Previous studies (Yu et al., 1995; Zaia et al., 1996; Antoine et al., 1997) showed that alkylating agents react with rabbit liver MT2a selectively at Cys48 and Cys33. The selectivity is proposed to result presumably from a noncovalent binding of the aziridinium cation of the drug to a pocket near Cys48 of MT. Molecular dynamics and solid-docking simulations confirmed that the binding pocket is within a region bordered by the two domains and the linking region of MT. In agreement with these studies, the exclusive binding site of MT by PM has also been proven to be Cys48. The biological significance of these interesting results is still unknown. Alkylation of the Cys33 site in the MT was not detected in this study. Compared with the chemical structures of other alkylating agents such as mechlorethamine, the unique phosphoramide anion group in PM may interact with the electron-rich region near the binding pocket, which will affect both its reaction rate and selectivity. When the results of HPLC quantitation and on-line ESI/MS experiments are compared, the relative reaction rates of MT alkylation by nitrogen mustards are: PM < melphalan < chlorambucil < mechlorethamine. Although not a rigorous kinetic study, this order agrees with the reaction kinetics with guanosine (Kallama and Hemminki, 1984) and 4-(p-nitrobenzyl)pyridine (Bardos et al., 1965).

When PM reacted with ethanethiol at near physiological conditions, both a PM adduct and a NNM adduct were identified (Colvin et al., 1976). It was argued that PM, not NNM, acted as the alkylation agent, because NNM does not show alkylating activity at pH 7.4 with 4-(p-nitrobenzyl)pyridine assay. Our on-line ESI/MS detection of PM/MT reaction provides direct evidence that PM forms a covalent bond with MT first and that the PM adduct may be hydrolyzed to a NNM adduct, especially under acidic conditions.

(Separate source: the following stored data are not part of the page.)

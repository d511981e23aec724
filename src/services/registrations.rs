//! Event registration service
//!
//! A registration is a pre-event sign-up backed by an uploaded proof that an
//! admin approves or rejects.

use chrono::Utc;
use tracing::info;
use uuid::Uuid;
use crate::database::{EventRepository, RegistrationRepository};
use crate::models::{EventRegistration, Profile, RegistrationStatus, RegistrationWithProfile};
use crate::services::storage::{StorageService, UploadedFile, REGISTRATION_BUCKET};
use crate::utils::errors::{KarmaHubError, Result};
use crate::utils::logging::{log_admin_action, log_user_action};

pub const MAX_NOTE_CHARS: usize = 1000;

#[derive(Clone)]
pub struct RegistrationService {
    events: EventRepository,
    registrations: RegistrationRepository,
    storage: StorageService,
}

impl RegistrationService {
    pub fn new(events: EventRepository, registrations: RegistrationRepository, storage: StorageService) -> Self {
        Self { events, registrations, storage }
    }

    /// Register the caller for an event
    pub async fn register(&self, user: &Profile, event_id: Uuid, proof: Option<UploadedFile>, note: Option<String>) -> Result<EventRegistration> {
        let proof = proof
            .ok_or_else(|| KarmaHubError::InvalidInput("Please upload proof of registration".to_string()))?;
        let note = note.map(|n| n.trim().to_string()).filter(|n| !n.is_empty());
        if note.as_ref().is_some_and(|n| n.chars().count() > MAX_NOTE_CHARS) {
            return Err(KarmaHubError::InvalidInput(format!("Note must be at most {} characters", MAX_NOTE_CHARS)));
        }

        let event = self
            .events
            .find_by_id(event_id)
            .await?
            .ok_or(KarmaHubError::EventNotFound { event_id })?;
        if event.has_ended(Utc::now()) {
            return Err(KarmaHubError::InvalidInput("Registration is closed for this event".to_string()));
        }

        let existing = self.registrations.find_for_user(event_id, user.id).await?;
        if let Some(existing) = &existing {
            if existing.status != RegistrationStatus::Rejected {
                return Err(KarmaHubError::Conflict("You have already registered for this event".to_string()));
            }
        }

        let proof_url = self
            .storage
            .store(REGISTRATION_BUCKET, &event_id.to_string(), &user.id.to_string(), &proof)
            .await?;

        let registration = match existing {
            Some(existing) => self
                .registrations
                .resubmit(existing.id, &proof_url, note)
                .await?
                .ok_or_else(|| KarmaHubError::Conflict("You have already registered for this event".to_string()))?,
            None => self.registrations.create(event_id, user.id, &proof_url, note).await?,
        };
        log_user_action(user.id, "register_event", Some(&event_id.to_string()));
        Ok(registration)
    }

    pub async fn my_registrations(&self, user: &Profile) -> Result<Vec<EventRegistration>> {
        self.registrations.list_for_user(user.id).await
    }

    pub async fn event_registrations(&self, event_id: Uuid) -> Result<Vec<RegistrationWithProfile>> {
        if self.events.find_by_id(event_id).await?.is_none() {
            return Err(KarmaHubError::EventNotFound { event_id });
        }
        self.registrations.list_for_event_with_profiles(event_id).await
    }

    /// Approve or reject a registration
    pub async fn review(&self, admin: &Profile, id: Uuid, status: RegistrationStatus) -> Result<EventRegistration> {
        if status == RegistrationStatus::Pending {
            return Err(KarmaHubError::InvalidInput("Review must approve or reject".to_string()));
        }

        let registration = self.registrations.review(id, status, admin.id).await?;
        log_admin_action(admin.id, "review_registration", Some(&id.to_string()), Some(status.as_str()));
        info!(registration_id = %id, status = status.as_str(), "Registration reviewed");
        Ok(registration)
    }
}
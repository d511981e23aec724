//! Middleware module
//!
//! This module contains middleware for request processing

pub mod auth;
pub mod logging;
pub mod rate_limit;

// Re-export commonly used middleware
pub use auth::{AdminUser, CurrentUser};
pub use logging::log_requests;
pub use rate_limit::UserRateLimiter;
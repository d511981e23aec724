//! Configuration management module
//!
//! This module handles loading and validation of application configuration
//! from TOML files and environment variables.

pub mod settings;
pub mod validation;

pub use settings::{Settings, ServerConfig, DatabaseConfig, RedisConfig, AuthConfig, AiConfig, StorageConfig, LoggingConfig};
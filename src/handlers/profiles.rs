//! Profile endpoints, including the caller's own collections

use axum::{
    extract::{Path, State},
    Json,
};
use uuid::Uuid;
use crate::middleware::CurrentUser;
use crate::models::{
    Attendance, EventRegistration, GeneratedPost, Listing, Profile, Transaction, UpdateProfileRequest,
};
use crate::state::AppState;
use crate::utils::errors::Result;

pub async fn get_me(CurrentUser(profile): CurrentUser) -> Json<Profile> {
    Json(profile)
}

pub async fn update_me(
    State(state): State<AppState>,
    CurrentUser(profile): CurrentUser,
    Json(request): Json<UpdateProfileRequest>,
) -> Result<Json<Profile>> {
    let updated = state.services.profile_service.update_me(&profile, request).await?;
    Ok(Json(updated))
}

pub async fn get_profile(
    State(state): State<AppState>,
    CurrentUser(_): CurrentUser,
    Path(id): Path<Uuid>,
) -> Result<Json<Profile>> {
    Ok(Json(state.services.profile_service.get_profile(id).await?))
}

pub async fn my_listings(State(state): State<AppState>, CurrentUser(profile): CurrentUser) -> Result<Json<Vec<Listing>>> {
    Ok(Json(state.services.marketplace_service.my_listings(&profile).await?))
}

pub async fn my_purchases(State(state): State<AppState>, CurrentUser(profile): CurrentUser) -> Result<Json<Vec<Listing>>> {
    Ok(Json(state.services.marketplace_service.my_purchases(&profile).await?))
}

pub async fn my_transactions(State(state): State<AppState>, CurrentUser(profile): CurrentUser) -> Result<Json<Vec<Transaction>>> {
    Ok(Json(state.services.marketplace_service.my_transactions(&profile).await?))
}

pub async fn my_attendances(State(state): State<AppState>, CurrentUser(profile): CurrentUser) -> Result<Json<Vec<Attendance>>> {
    Ok(Json(state.services.attendance_service.my_attendances(&profile).await?))
}

pub async fn my_registrations(State(state): State<AppState>, CurrentUser(profile): CurrentUser) -> Result<Json<Vec<EventRegistration>>> {
    Ok(Json(state.services.registration_service.my_registrations(&profile).await?))
}

pub async fn my_posts(State(state): State<AppState>, CurrentUser(profile): CurrentUser) -> Result<Json<Vec<GeneratedPost>>> {
    Ok(Json(state.services.post_service.my_posts(&profile).await?))
}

As shown in Fig. 5, the alkylation adduct PM/MT hydrolyzes to NNM/MT rapidly upon acidification. The NNM/MT adduct reacts readily with trace amounts of carbon dioxide to form the ethyl-2-oxazolinone adduct at slightly basic pH. These two derivatives of PM, although obtained during work-up, agree well with previous in vivo and in vitro studies of PM metabolism and decomposition (Williamson et al., 1966; Struck et al., 1975; Colvin et al., 1976; Momerency et al., 1994; Joqueviel et al., 1998). However, under argon atmosphere a  elimination (HCl) derivative was formed (Zaia et al., 1996).

View larger version (9K): [in this window] [in a new window]   Fig. 5.   Scheme of adducts from the reaction of (Zn,Cd)7-MT and PM.

This study provides the evidence that during cancer chemotherapy by CP, the intracellular MT may sequester the active form PM and reduce its concentration. The results provide further evidence to support the hypothesis that overexpressed MT will confer tumor cell resistance to nitrogen mustards administered therapeutically.